* **WHAT THE EXERCISE ASKS**
Return the run of lines below that opens with the line containing "#[into_params(parameter_in = Query)]" and closes with the line containing "could not run.", keeping each one exact.

-------- AVAILABLE DATA

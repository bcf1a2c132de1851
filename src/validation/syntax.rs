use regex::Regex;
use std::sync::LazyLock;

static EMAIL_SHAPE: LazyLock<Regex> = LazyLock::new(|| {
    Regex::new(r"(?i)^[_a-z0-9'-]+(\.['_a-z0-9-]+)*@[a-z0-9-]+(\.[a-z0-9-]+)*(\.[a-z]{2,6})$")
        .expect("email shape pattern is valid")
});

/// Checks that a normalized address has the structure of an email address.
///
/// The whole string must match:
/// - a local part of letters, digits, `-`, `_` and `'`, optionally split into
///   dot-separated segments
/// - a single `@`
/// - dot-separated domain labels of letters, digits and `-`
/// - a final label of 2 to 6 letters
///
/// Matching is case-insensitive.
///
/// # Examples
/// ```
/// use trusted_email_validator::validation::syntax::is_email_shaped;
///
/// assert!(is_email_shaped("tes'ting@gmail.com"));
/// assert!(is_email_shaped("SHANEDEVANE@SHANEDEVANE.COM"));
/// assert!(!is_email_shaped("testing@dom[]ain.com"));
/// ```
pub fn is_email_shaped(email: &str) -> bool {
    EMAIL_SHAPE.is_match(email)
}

----------------
-------- AVAILABLE DATA

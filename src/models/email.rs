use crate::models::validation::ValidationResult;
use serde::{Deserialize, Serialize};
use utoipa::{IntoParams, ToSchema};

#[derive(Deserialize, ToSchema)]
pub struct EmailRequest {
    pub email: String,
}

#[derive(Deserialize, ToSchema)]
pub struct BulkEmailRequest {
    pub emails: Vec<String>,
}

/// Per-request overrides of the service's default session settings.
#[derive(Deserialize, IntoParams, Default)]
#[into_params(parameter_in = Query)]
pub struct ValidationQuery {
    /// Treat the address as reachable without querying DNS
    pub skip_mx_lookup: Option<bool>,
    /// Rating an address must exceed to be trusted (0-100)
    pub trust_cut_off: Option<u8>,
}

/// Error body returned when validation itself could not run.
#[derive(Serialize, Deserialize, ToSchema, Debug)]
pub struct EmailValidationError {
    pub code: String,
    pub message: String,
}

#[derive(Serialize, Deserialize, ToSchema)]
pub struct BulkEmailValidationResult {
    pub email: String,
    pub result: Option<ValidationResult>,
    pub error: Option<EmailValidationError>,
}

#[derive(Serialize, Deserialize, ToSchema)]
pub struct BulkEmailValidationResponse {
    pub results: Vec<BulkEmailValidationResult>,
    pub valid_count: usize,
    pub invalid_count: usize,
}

----------------

* **RESULT FOR THIS EXERCISE**
#[into_params(parameter_in = Query)]
pub struct ValidationQuery {
    /// Treat the address as reachable without querying DNS
    pub skip_mx_lookup: Option<bool>,
    /// Rating an address must exceed to be trusted (0-100)
    pub trust_cut_off: Option<u8>,
}

/// Error body returned when validation itself could not run.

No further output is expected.